Die Haltung von Arbeitspferden in der Landwirtschaft ist umweltschonend und kann ein Lebensmodell sein, das sich auch ökonomisch lohnt.von Sonja Korspeter, erschienen in Ausgabe #38/2016
Der Hof Laas liegt auf 1150 Metern Höhe im Berner Juragebirge auf einem großen Plateau mit blumenbewachsenen Wiesen und einzelnen Getreidefeldern. Von Frühling bis Herbst sind die 22 Milchkühe auf den Weiden. Die Milch wird an eine kleine Käserei im Dorf geliefert und zu hochwertigem Gruyère verarbeitet. Der Verkauf von etwas Kalbfleisch, Dinkel und Kartoffeln sowie gelegentliche Kutschfahrten sorgen für ein Zusatzeinkommen. Emanuel und Ursina haben sich vor 15 Jahren nach Ausbildung und Arbeit in der Landwirtschaft entschieden, selbst einen Biobetrieb mit Arbeitspferden – schwere Warmblüter der Rasse Alt-Oldenburger – aufzubauen.
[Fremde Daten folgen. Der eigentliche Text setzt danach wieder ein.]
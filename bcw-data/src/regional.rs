use bcw_core::cotton::{sanitize, RegionYearArea};
use log::info;
use serde::Serialize;
use std::collections::BTreeMap;

/// Mean planted area of one region across all its years.
#[derive(Debug, Clone, PartialEq, Serialize)]
pub struct RegionalPotential {
    pub region: String,
    pub mean_planted_area: f64,
}

/// Regions ranked by mean planted area, largest first.
#[derive(Debug, Clone, PartialEq, Default, Serialize)]
pub struct RegionalRanking {
    pub regions: Vec<RegionalPotential>,
    /// Cotton records removed by sanitizing.
    pub dropped: usize,
}

/// Rank regions by mean planted area, descending. Ties keep alphabetical
/// order.
pub fn analyze_regional_potential(cotton: &[RegionYearArea]) -> RegionalRanking {
    let sanitized = sanitize(cotton);
    let mut totals: BTreeMap<&str, (f64, usize)> = BTreeMap::new();
    for record in &sanitized.records {
        let entry = totals.entry(record.region.as_str()).or_insert((0.0, 0));
        entry.0 += record.planted_area;
        entry.1 += 1;
    }
    let mut regions: Vec<RegionalPotential> = totals
        .into_iter()
        .map(|(region, (sum, count))| RegionalPotential {
            region: region.to_string(),
            mean_planted_area: sum / count as f64,
        })
        .collect();
    regions.sort_by(|a, b| b.mean_planted_area.total_cmp(&a.mean_planted_area));
    info!(
        "analysis: ranked {} regions, dropped {} records",
        regions.len(),
        sanitized.dropped
    );
    RegionalRanking {
        regions,
        dropped: sanitized.dropped,
    }
}
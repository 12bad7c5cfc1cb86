//! Rendering analysis results as CSV or JSON.
//!
//! CSV output is one flat table per result; JSON output is the serialized
//! result including its diagnostics (dropped counts, unmapped stations,
//! missing coordinates).

use bcw_core::cotton::CottonSeries;
use bcw_data::climate::{ClimaticCorrelation, CorrelationHeatmap};
use bcw_data::historical::HistoricalSeries;
use bcw_data::map::RegionalMap;
use bcw_data::regional::RegionalRanking;
use bcw_data::scatter::Scatter;
use bcw_data::seasonal::SeasonalTrend;
use clap::ValueEnum;
use serde::Serialize;
use std::fs::File;
use std::io::{self, BufWriter, Write};
use std::path::Path;

#[derive(Debug, Clone, Copy, PartialEq, Eq, ValueEnum)]
pub enum Format {
    Csv,
    Json,
}

impl Format {
    pub fn extension(&self) -> &'static str {
        match self {
            Format::Csv => "csv",
            Format::Json => "json",
        }
    }
}

/// A flat rendering of a result for CSV output.
#[derive(Debug, Clone, PartialEq, Default)]
pub struct Table {
    pub headers: Vec<String>,
    pub rows: Vec<Vec<String>>,
}

fn cell(value: Option<f64>) -> String {
    value.map(|v| v.to_string()).unwrap_or_default()
}

fn headers(names: &[&str]) -> Vec<String> {
    names.iter().map(|n| n.to_string()).collect()
}

impl From<&CottonSeries> for Table {
    fn from(series: &CottonSeries) -> Self {
        Table {
            headers: headers(&["region", "year", "planted_area"]),
            rows: series
                .records
                .iter()
                .map(|r| vec![r.region.clone(), r.year.to_string(), r.planted_area.to_string()])
                .collect(),
        }
    }
}

impl From<&SeasonalTrend> for Table {
    fn from(trend: &SeasonalTrend) -> Self {
        let mut header = headers(&["region", "year", "planted_area", "season"]);
        header.extend(trend.measurements.iter().cloned());
        Table {
            headers: header,
            rows: trend
                .rows
                .iter()
                .map(|r| {
                    let mut row = vec![
                        r.region.clone(),
                        r.year.to_string(),
                        r.planted_area.to_string(),
                        r.season.to_string(),
                    ];
                    row.extend(r.means.iter().copied().map(cell));
                    row
                })
                .collect(),
        }
    }
}

impl From<&RegionalRanking> for Table {
    fn from(ranking: &RegionalRanking) -> Self {
        Table {
            headers: headers(&["region", "mean_planted_area"]),
            rows: ranking
                .regions
                .iter()
                .map(|r| vec![r.region.clone(), r.mean_planted_area.to_string()])
                .collect(),
        }
    }
}

impl From<&ClimaticCorrelation> for Table {
    fn from(correlation: &ClimaticCorrelation) -> Self {
        Table {
            headers: headers(&["variable", "correlation"]),
            rows: correlation
                .ranking
                .iter()
                .map(|c| vec![c.variable.clone(), c.coefficient.to_string()])
                .collect(),
        }
    }
}

impl From<&CorrelationHeatmap> for Table {
    fn from(heatmap: &CorrelationHeatmap) -> Self {
        let matrix = &heatmap.matrix;
        let mut header = vec![String::new()];
        header.extend(matrix.variables.iter().cloned());
        Table {
            headers: header,
            rows: matrix
                .variables
                .iter()
                .zip(matrix.coefficients.iter())
                .map(|(name, coefficients)| {
                    let mut row = vec![name.clone()];
                    row.extend(coefficients.iter().map(|c| c.to_string()));
                    row
                })
                .collect(),
        }
    }
}

impl From<&HistoricalSeries> for Table {
    fn from(series: &HistoricalSeries) -> Self {
        Table {
            headers: headers(&["year", "planted_area"]),
            rows: series
                .years
                .iter()
                .map(|y| vec![y.year.to_string(), y.planted_area.to_string()])
                .collect(),
        }
    }
}

impl From<&Scatter> for Table {
    fn from(scatter: &Scatter) -> Self {
        Table {
            headers: vec![
                "region".to_string(),
                "year".to_string(),
                scatter.variable.clone(),
                "planted_area".to_string(),
            ],
            rows: scatter
                .points
                .iter()
                .map(|p| {
                    vec![
                        p.region.clone(),
                        p.year.to_string(),
                        p.x.to_string(),
                        p.planted_area.to_string(),
                    ]
                })
                .collect(),
        }
    }
}

impl From<&RegionalMap> for Table {
    fn from(map: &RegionalMap) -> Self {
        Table {
            headers: headers(&["region", "mean_planted_area", "longitude", "latitude"]),
            rows: map
                .points
                .iter()
                .map(|p| {
                    vec![
                        p.region.clone(),
                        p.mean_planted_area.to_string(),
                        p.longitude.to_string(),
                        p.latitude.to_string(),
                    ]
                })
                .collect(),
        }
    }
}

/// Render `value` to `writer` in the requested format.
pub fn write_result<T, W>(value: &T, format: Format, writer: W) -> anyhow::Result<()>
where
    T: Serialize,
    for<'a> &'a T: Into<Table>,
    W: Write,
{
    match format {
        Format::Csv => {
            let table: Table = value.into();
            let mut wtr = csv::Writer::from_writer(writer);
            wtr.write_record(&table.headers)?;
            for row in &table.rows {
                wtr.write_record(row)?;
            }
            wtr.flush()?;
        }
        Format::Json => {
            let mut writer = writer;
            serde_json::to_writer_pretty(&mut writer, value)?;
            writeln!(writer)?;
            writer.flush()?;
        }
    }
    Ok(())
}

/// Render `value` to a file, or to stdout when `path` is `None`.
pub fn emit<T>(value: &T, format: Format, path: Option<&Path>) -> anyhow::Result<()>
where
    T: Serialize,
    for<'a> &'a T: Into<Table>,
{
    match path {
        Some(path) => {
            let file = File::create(path)?;
            write_result(value, format, BufWriter::new(file))?;
            log::info!("output: wrote {}", path.display());
            Ok(())
        }
        None => write_result(value, format, io::stdout().lock()),
    }
}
Schritt für Schritt In den ersten Jahren wurde ein Großteil der landwirtschaftlichen Aufgaben mit dem Traktor erledigt. »Wir brauchten Zeit, um Erfahrungen in der Pferdearbeit zu sammeln und zu verstehen, dass mit Arbeitspferden sehr vieles möglich ist.« Der Milchtransport zur Sammelstelle, das Schleppen der Wiesen und auch die Getreidesaat wurden von Anfang an mit den Pferden erledigt. Bald kamen auch das Eggen, Pflügen und Miststreuen sowie Setzen, Häufeln, Hacken und Graben der Kartoffeln dazu. Bei der Futterernte kommt ein Kreiselheuer mit Aufbaumotor zum Einsatz. Emanuel und Ursina möchten den Anteil des Pferdeeinsatzes auf dem Hof weiter erhöhen. Deshalb haben sie im letzten Jahr die siebenjähre Stute Dunja gekauft und arbeiten nun bei der Heuernte mit zwei Gespannen. Emanuel: »Wir haben außerdem eine neue Maschine angeschafft, einen Sternradschwader zum Aufrechen mit Vorderwagen für Pferdezug. Da der neue Schwader eine größere Arbeitsbreite als der alte, traktorbetriebene hat, wird das langsamere Tempo der Pferde über die größere Effizienz des Geräts fast ausgeglichen.« Ihren Zweittraktor haben die ZwickySchmids kurz darauf verkauft. So wie viele ihrer Kollegen hatten sie die Erfahrung gemacht, dass – wenn die Wahl besteht – unter Zeitdruck häufig der Traktor den Pferden vorgezogen wird. Um dies zu verhindern, haben sie die meisten landwirtschaftlichen Geräte nur noch entweder für den Pferdezug oder für den Traktor.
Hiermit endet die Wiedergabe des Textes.